As in Flook's first novel (Family Night, 1993), a dark, strong start lapses into weary complacency as the characters' weaknesses prove insurmountable and addictions to drugs, sex, and loss become their guiding lights.
After Willis gets dishonorably discharged from the Navy for pilfering from a supply warehouse, he goes to his stepmother's home in Newport, R.I. While he claims to be returning to care for Rennie, who took him in after his father died when he was 13, she seems more capable of dealing with her fast-approaching death from cancer than Willis, whose resolve to keep up a good front is further eroded by the constant pain in his arm from a carelessly self-inflicted fracture. Rennie, who seems to need his dependency more than his strength, invites Willis to sample her supply of morphine, and he becomes immediately addicted. Enter a neighbor named Holly, transfixed by the goings-on across the street. All three characters battle to escape their demons. Rennie suffers under the mocking title ``Kiss of Death,'' awarded to any woman who's had two husbands die at sea (she even had a third, Willis's father, expire unexpectedly from a heart attack), and fights to prevent her biological son from putting her in a rest home and taking away her seaside house.

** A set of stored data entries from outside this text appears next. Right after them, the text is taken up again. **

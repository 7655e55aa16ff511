// =============================================================================
// SimOS — Counting Semaphore
// =============================================================================
//
// Classic Dijkstra semaphore: a non-negative counter with P (wait) and
// V (signal). P blocks while the counter is zero; V wakes the oldest waiter.
//
// Both operations run with the atomicity guard held. P re-checks the value
// after every wakeup, so a thread made ready by V may find the unit already
// taken by somebody else and go back to sleep.
//
// =============================================================================

use std::collections::VecDeque;
use std::sync::Arc;

use crate::sync::spinlock::SpinLock;
use crate::task::scheduler;
use crate::task::thread::KThread;

struct SemState {
    value: u32,
    queue: VecDeque<Arc<KThread>>,
}

/// A counting semaphore.
pub struct Semaphore {
    name: String,
    state: SpinLock<SemState>,
}

impl Semaphore {
    pub fn new(name: &str, initial: u32) -> Self {
        Self {
            name: String::from(name),
            state: SpinLock::new(SemState {
                value: initial,
                queue: VecDeque::new(),
            }),
        }
    }

    pub fn name(&self) -> &str {
        &self.name
    }

    /// Wait until the value is positive, then decrement it.
    pub fn p(&self) {
        let current = KThread::current();
        let mut state = self.state.lock();

        while state.value == 0 {
            state.queue.push_back(Arc::clone(&current));
            state = current.sleep(state);
        }
        state.value -= 1;
    }

    /// Increment the value, waking the oldest waiter if there is one.
    pub fn v(&self) {
        let mut state = self.state.lock();

        if let Some(thread) = state.queue.pop_front() {
            scheduler::ready_to_run(&thread);
        }
        state.value += 1;
    }

    /// Current value. Advisory: may be stale as soon as it returns.
    pub fn value(&self) -> u32 {
        self.state.lock().value
    }

    /// Number of threads currently asleep in `p`.
    pub fn waiters(&self) -> usize {
        self.state.lock().queue.len()
    }
}

impl Drop for Semaphore {
    fn drop(&mut self) {
        let name = &self.name;
        let state = self.state.get_mut();
        assert!(
            state.queue.is_empty(),
            "semaphore '{}' destroyed with {} waiting thread(s)",
            name,
            state.queue.len()
        );
    }
}

impl core::fmt::Debug for Semaphore {
    fn fmt(&self, f: &mut core::fmt::Formatter<'_>) -> core::fmt::Result {
        f.debug_struct("Semaphore")
            .field("name", &self.name)
            .field("value", &self.value())
            .finish()
    }
}
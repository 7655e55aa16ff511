//! Kernel threads, the scheduler primitive and the process table.

pub mod process;
pub mod scheduler;
pub mod thread;

pub use process::{Proc, ProcessManager};
pub use thread::KThread;
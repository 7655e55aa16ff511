//! Bitmap-based physical frame allocator with two-phase reservation.
//!
//! Tracks main-memory frames with a [`Bitmap`]: bit **1** = used, bit **0** = free.
//! Capacity is handed out in two steps:
//!
//! 1. [`MemoryManager::reserve_pages`] commits to `n` frames up front or fails
//!    without touching anything, so "insufficient memory" is always a clean,
//!    recoverable error.
//! 2. [`MemoryManager::get_page`] then hands out one concrete frame per call.
//!    Running out here means somebody skipped step 1, which is a kernel bug.
//!
//! The in-use counter moves with reservations and frees, not with
//! `get_page`, so it always covers frames that are promised but not yet taken.

use crate::memory::bitmap::Bitmap;
use crate::sync::spinlock::SpinLock;

struct FrameState {
	/// Which frames are actually handed out.
	frames: Bitmap,
	/// Frames reserved or in use.
	used: usize,
}

/// The physical frame allocator.
pub struct MemoryManager {
	state: SpinLock<FrameState>,
	total_frames: usize,
}

impl MemoryManager {
	/// Create an allocator over `total_frames` frames, all free.
	pub fn new(total_frames: usize) -> Self {
		log::info!("frame allocator: {} frames tracked", total_frames);
		Self {
			state: SpinLock::new(FrameState {
				frames: Bitmap::new(total_frames),
				used: 0,
			}),
			total_frames,
		}
	}

	pub fn total_frames(&self) -> usize {
		self.total_frames
	}

	/// Commit to `count` frames. Returns `false`, changing nothing, if fewer
	/// than `count` remain unreserved.
	pub fn reserve_pages(&self, count: usize) -> bool {
		let mut state = self.state.lock();
		if self.total_frames - state.used < count {
			log::warn!(
				"frame allocator: cannot reserve {} frames ({} left)",
				count,
				self.total_frames - state.used
			);
			return false;
		}
		state.used += count;
		log::debug!("frame allocator: reserved {} frames, {} in use", count, state.used);
		true
	}

	/// Take one frame out of a prior reservation.
	///
	/// # Panics
	///
	/// Panics if no frame is free, which only happens when the caller did
	/// not reserve first.
	pub fn get_page(&self) -> usize {
		let mut state = self.state.lock();
		match state.frames.find_and_set() {
			Some(frame) => {
				log::trace!("frame allocator: handing out frame {}", frame);
				frame
			}
			None => panic!("frame allocator: no free frame despite a prior reservation"),
		}
	}

	/// Return `frame` to the pool. Freeing a frame that is already free is a
	/// no-op.
	pub fn clear_page(&self, frame: usize) {
		let mut state = self.state.lock();
		if !state.frames.test(frame) {
			return;
		}
		state.frames.clear(frame);
		state.used -= 1;
		log::trace!("frame allocator: freed frame {}, {} in use", frame, state.used);
	}

	/// Frames not yet reserved. Advisory: may be stale as soon as it returns.
	pub fn free_page_count(&self) -> usize {
		self.total_frames - self.state.lock().used
	}
}

impl core::fmt::Debug for MemoryManager {
	fn fmt(&self, f: &mut core::fmt::Formatter<'_>) -> core::fmt::Result {
		f.debug_struct("MemoryManager")
			.field("total_frames", &self.total_frames)
			.field("free", &self.free_page_count())
			.finish()
	}
}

Willis struggles to come to terms with his mother's death, a freak accident provoked by his father's violence, and searches for anything that will fill his emptiness, turning to meaningless sex and dangerous, shady business deals. Holly tries to start over after her husband leaves her to buy Carvel Ice Cream franchises with his new, rich lover. The three misfits become intimate, and as each works to keep the others afloat, they discover deeper failings and hidden strengths.
Some startling scenes and enchanting writing, but Flook's depiction of feeble psyches and unending despair ultimately anesthetizes the reader.